3  「悪口、中傷をひっきりなしにこの舌先にのせ、それを世界各国のことばでしゃべりまくり、人々の耳に偽情報を詰めこむのがおれの商売だ」(『ヘンリー四世』小田島雄志訳『シェイクスピア全集』5所収、白水社)
 これは、イギリスの劇作家シェークスピアが、「噂」の権化に語らせた有名な言葉である。
 古代のアテネでも、ソクラテスの「偽情報」が、大衆の耳にひっきりなしに注ぎ込まれていたといってよい。たとえば、ソクラテスが讒訴される何年も前から、彼を揶揄し、中傷した喜劇も上演されていた。その劇中、ソクラテスは、いかがわしい研究をし、邪を正と言いくるめる詭弁を教えているなど、実像とは似ても似つかぬ姿に仕立て上げられていった。
 今でいえば、テレビや週刊誌で、面白おかしく嘲笑したようなものになろうか。悪意の噂、デマの類は、じわじわと人の脳髄を侵していく「毒薬」と同じだ。そうして、「偏見」「誤った固定観念」「悪のイメージ」等々を、大衆の心に植え付けてしまうものである。
 ソクラテスが、直接の告発者よりも「もっと手ごわい連中」と言った告訴人こそ、この姿の見えない「偏見」という敵であった。
 偏見は、時間がたてば自然に消えていくものではない。木っ端微塵に粉砕する、言論戦が絶対に必要となるのだ。偏見に気づいた人が、間髪入れず、その場で打ち破っていくしかない。誤りを正し、偏見の根を抜き取るまで、真実を叫び抜くことである。
 学会に対しても、私に対しても、十年一日、似たり寄ったりのデマや中傷が、繰り返し浴びせられてきた。

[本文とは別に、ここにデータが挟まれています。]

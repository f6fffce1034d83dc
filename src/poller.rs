//! ジョブ状態ポーリング
//!
//! 一定間隔で `get_job_state` を呼び、結果をストアのビジー表示とアラート枠に反映する。
//! 1回のポーリング完了を待ってから次の周期に入るので、呼び出しが重なることはない。

use crate::rpc::BackendClient;
use crate::store::FilingStore;
use edgar_common::{BackendState, JobState};
use std::sync::Arc;
use std::time::Duration;
use tokio::task::JoinHandle;
use tokio::time::MissedTickBehavior;
use tracing::{debug, warn};

/// ジョブ状態をストアに反映
///
/// - WORKING のときだけビジー表示をオン
/// - エラーがあれば `backend_job_error` 枠を上書き、なければ枠を消す
pub fn reconcile(store: &FilingStore, state: &BackendState) {
    store.set_job_busy(state.state == JobState::Working);
    store.set_job_error(state.error.as_deref());
}

pub struct JobPoller {
    backend: BackendClient,
    store: Arc<FilingStore>,
    interval: Duration,
}

impl JobPoller {
    pub fn new(backend: BackendClient, store: Arc<FilingStore>, interval: Duration) -> Self {
        Self {
            backend,
            store,
            interval,
        }
    }

    /// 1回ポーリングして反映（失敗時は `None`）
    pub async fn poll_once(&self) -> Option<BackendState> {
        match self.backend.get_job_state().await {
            Ok(state) => {
                debug!(state = %state.state, error = ?state.error, "job state polled");
                self.store.set_poll_error(None);
                reconcile(&self.store, &state);
                Some(state)
            }
            Err(e) => {
                warn!(error = %e, "job state poll failed");
                self.store.set_poll_error(Some(&e.alert_text()));
                None
            }
        }
    }

    /// 停止されるまでポーリングを続ける
    pub async fn run(self) {
        let mut ticker = tokio::time::interval(self.interval);
        ticker.set_missed_tick_behavior(MissedTickBehavior::Delay);

        loop {
            ticker.tick().await;
            self.poll_once().await;
        }
    }

    /// バックグラウンドで開始（`abort()` で停止）
    pub fn spawn(self) -> JoinHandle<()> {
        tokio::spawn(self.run())
    }
}
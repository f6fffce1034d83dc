//! 端末表示

use crate::store::{AlertArea, FilingStore};
use edgar_common::{EntityResult, Filing};

pub fn print_entities(results: &[EntityResult]) {
    if results.is_empty() {
        println!("該当するエンティティはありません");
        return;
    }
    for (i, entity) in results.iter().enumerate() {
        println!("{:>3}. {}  {}", i + 1, entity.cik, entity.name);
    }
}

/// 1行表記（キュー状態つき）
pub fn filing_row(filing: &Filing) -> String {
    format!(
        "[{:<11}] {:<8} {:<10} {}  {}",
        filing.status.to_string(),
        filing.filing_type,
        filing.filing_date,
        filing.entity_name,
        filing.document_address_10k
    )
}

pub fn print_filings(filings: &[Filing]) {
    if filings.is_empty() {
        println!("該当する提出書類はありません");
        return;
    }
    for filing in filings {
        println!("{}", filing_row(filing));
    }
}

/// キューを提出日順に表示
pub fn print_queue(store: &FilingStore) {
    let queue = store.queue();
    let mut filings: Vec<&Filing> = queue.values().collect();
    filings.sort_by(|a, b| {
        a.entity_name
            .cmp(&b.entity_name)
            .then_with(|| b.filing_date.cmp(&a.filing_date))
    });

    println!("キュー: {}件", filings.len());
    for filing in filings {
        println!("  {}", filing_row(filing));
    }
}

pub fn print_alerts(store: &FilingStore) {
    for (area, label) in [(AlertArea::Search, "検索"), (AlertArea::Queue, "キュー")] {
        let alerts = store.alerts(area);
        for message in alerts.messages() {
            eprintln!("⚠ [{}] {}", label, message);
        }
    }
}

たとえば、「学会は葬儀の香典を持っていく」という、有名なデマがある。最近も聞いたという人がいたが、それでは「いつ」「どこで」「誰が」やったのか、一つ一つ質していくと、具体的な根拠など、ただの一度も出てきたことはない。何十年も前からの、古典的、いや、化石的デマだ。しかし、何かあると、生き返った蛇のように、誹謗の鎌首をもたげてくる。このしぶとさこそ、偏見の根深さである。
 だから、民衆の魂の奥底に響きゆく、深くして強き「精神の革命」が必要となるのだ。それは、どこまでも、「一対一の対話」で、正義と真実を知らしめていく戦いである。仏法の方程式の縮図である。